◆ Assignment ◆
Retype exactly the lines that run from the start of the data to the line holding "index and persist", including both, and only those.

◆ Collected data ◆
■ ■ ■ ■

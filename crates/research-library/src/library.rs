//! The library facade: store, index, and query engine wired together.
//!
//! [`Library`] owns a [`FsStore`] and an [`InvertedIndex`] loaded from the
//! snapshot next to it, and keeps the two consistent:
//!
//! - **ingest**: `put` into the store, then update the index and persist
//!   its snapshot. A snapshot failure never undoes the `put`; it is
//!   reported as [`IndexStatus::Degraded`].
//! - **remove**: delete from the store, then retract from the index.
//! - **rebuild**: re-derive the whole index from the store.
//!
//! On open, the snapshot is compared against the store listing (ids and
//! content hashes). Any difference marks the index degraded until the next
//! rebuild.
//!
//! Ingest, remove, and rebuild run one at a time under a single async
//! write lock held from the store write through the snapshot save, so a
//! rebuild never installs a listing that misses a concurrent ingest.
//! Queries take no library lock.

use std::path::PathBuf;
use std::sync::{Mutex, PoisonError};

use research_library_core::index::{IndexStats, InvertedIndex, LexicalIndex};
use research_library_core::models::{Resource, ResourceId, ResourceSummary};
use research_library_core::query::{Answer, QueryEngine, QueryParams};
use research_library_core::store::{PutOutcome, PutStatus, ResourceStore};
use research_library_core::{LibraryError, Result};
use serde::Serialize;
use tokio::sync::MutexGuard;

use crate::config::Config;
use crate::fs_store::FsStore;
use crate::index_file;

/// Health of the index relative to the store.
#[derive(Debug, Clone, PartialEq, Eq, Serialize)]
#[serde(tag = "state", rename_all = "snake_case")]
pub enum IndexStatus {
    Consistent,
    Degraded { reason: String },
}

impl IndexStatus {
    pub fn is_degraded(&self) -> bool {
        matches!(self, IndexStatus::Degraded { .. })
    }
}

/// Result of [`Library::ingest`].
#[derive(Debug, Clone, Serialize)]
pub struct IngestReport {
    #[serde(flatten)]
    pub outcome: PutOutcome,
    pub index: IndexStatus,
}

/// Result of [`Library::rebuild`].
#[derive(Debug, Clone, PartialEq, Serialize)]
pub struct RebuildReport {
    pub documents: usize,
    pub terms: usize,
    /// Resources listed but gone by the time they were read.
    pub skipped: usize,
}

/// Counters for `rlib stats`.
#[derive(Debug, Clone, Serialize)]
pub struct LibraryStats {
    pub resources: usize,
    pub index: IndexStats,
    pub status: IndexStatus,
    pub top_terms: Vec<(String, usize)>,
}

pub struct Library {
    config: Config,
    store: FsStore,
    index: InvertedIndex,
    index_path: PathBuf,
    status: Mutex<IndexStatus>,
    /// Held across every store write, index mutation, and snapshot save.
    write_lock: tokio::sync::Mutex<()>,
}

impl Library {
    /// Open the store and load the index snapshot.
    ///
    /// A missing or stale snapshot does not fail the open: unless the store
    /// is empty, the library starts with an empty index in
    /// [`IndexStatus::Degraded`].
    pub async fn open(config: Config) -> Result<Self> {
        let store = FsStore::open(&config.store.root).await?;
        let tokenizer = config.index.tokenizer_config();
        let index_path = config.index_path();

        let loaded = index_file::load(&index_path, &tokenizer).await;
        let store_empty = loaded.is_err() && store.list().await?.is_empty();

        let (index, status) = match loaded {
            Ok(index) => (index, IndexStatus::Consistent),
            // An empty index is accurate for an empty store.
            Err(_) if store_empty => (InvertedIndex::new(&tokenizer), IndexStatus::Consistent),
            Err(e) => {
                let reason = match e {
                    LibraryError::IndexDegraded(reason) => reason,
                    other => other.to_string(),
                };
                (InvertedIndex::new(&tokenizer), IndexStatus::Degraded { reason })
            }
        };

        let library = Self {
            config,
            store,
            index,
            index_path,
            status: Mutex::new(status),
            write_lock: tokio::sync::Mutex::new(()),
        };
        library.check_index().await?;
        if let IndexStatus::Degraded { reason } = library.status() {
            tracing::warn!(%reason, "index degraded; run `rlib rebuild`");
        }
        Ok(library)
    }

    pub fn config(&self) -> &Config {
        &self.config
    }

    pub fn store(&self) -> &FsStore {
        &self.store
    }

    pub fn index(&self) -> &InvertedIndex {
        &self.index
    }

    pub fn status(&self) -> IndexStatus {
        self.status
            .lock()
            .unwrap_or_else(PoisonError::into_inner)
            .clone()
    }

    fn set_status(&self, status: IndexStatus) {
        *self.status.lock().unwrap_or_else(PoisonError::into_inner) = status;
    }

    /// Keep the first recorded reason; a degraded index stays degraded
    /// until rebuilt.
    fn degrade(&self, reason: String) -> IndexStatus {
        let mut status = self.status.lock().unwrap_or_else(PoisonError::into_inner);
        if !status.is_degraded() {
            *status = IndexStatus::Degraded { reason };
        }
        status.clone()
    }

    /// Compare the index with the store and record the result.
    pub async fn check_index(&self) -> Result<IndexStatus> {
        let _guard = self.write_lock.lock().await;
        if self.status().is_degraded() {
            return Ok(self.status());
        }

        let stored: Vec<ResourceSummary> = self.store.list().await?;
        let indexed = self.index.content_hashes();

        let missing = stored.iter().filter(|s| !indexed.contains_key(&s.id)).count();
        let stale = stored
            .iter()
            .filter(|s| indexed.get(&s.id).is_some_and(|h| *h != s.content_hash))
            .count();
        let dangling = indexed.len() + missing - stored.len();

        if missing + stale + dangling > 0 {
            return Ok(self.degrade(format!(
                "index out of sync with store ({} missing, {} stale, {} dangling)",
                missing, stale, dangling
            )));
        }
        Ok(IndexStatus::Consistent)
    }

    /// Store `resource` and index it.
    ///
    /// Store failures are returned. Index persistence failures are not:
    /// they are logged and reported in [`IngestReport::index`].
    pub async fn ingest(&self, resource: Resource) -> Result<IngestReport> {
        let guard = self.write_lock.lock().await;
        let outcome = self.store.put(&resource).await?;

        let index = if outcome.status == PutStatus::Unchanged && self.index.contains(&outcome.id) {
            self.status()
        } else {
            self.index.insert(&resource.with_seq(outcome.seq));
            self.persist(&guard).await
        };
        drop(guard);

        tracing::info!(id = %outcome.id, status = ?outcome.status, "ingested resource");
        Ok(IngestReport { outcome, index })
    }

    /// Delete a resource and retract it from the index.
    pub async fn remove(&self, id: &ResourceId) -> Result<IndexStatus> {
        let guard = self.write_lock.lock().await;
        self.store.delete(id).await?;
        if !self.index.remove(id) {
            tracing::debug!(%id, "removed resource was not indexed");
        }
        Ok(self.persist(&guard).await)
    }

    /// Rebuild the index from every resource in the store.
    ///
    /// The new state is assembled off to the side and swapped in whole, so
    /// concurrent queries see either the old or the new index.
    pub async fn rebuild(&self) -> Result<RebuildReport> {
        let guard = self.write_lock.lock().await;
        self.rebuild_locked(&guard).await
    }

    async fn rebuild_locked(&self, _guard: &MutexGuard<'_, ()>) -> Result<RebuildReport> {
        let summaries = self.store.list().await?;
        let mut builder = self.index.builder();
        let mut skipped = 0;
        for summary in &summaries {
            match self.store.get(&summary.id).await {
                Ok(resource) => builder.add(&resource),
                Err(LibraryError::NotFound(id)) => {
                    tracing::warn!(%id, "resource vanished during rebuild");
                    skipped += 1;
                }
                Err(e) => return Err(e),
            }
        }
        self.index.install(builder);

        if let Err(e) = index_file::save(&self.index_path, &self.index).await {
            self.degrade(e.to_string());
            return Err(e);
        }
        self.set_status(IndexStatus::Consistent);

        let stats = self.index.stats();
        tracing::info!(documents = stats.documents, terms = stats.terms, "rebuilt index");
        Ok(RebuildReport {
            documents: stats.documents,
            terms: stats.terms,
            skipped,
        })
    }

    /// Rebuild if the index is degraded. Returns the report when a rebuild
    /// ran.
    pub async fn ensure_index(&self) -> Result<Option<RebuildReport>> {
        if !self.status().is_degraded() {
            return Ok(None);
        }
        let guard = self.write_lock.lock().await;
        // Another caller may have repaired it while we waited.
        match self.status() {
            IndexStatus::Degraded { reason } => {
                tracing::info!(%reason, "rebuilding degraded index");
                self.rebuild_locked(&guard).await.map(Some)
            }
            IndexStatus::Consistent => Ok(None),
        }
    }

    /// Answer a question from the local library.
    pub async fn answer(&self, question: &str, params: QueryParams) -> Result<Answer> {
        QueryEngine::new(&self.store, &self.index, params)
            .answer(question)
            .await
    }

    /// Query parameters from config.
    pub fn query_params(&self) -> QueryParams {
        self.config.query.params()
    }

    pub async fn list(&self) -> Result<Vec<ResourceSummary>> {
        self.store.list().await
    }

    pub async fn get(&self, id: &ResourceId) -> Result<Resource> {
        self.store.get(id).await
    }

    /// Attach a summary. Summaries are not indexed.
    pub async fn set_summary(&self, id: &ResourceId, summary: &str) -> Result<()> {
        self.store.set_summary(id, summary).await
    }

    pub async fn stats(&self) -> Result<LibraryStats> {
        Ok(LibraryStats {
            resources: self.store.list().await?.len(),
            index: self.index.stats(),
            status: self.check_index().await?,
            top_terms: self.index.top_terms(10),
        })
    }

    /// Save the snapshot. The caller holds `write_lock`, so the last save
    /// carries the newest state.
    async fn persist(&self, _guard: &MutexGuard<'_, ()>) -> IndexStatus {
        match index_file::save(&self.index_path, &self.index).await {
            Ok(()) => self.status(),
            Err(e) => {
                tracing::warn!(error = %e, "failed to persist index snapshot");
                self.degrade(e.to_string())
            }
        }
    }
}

■ ■ ■ ■

◆ Answer space ◆
filename crates/research-library/src/library.rs
//! The library facade: store, index, and query engine wired together.
//!
//! [`Library`] owns a [`FsStore`] and an [`InvertedIndex`] loaded from the
//! snapshot next to it, and keeps the two consistent:
//!
//! - **ingest**: `put` into the store, then update the index and persist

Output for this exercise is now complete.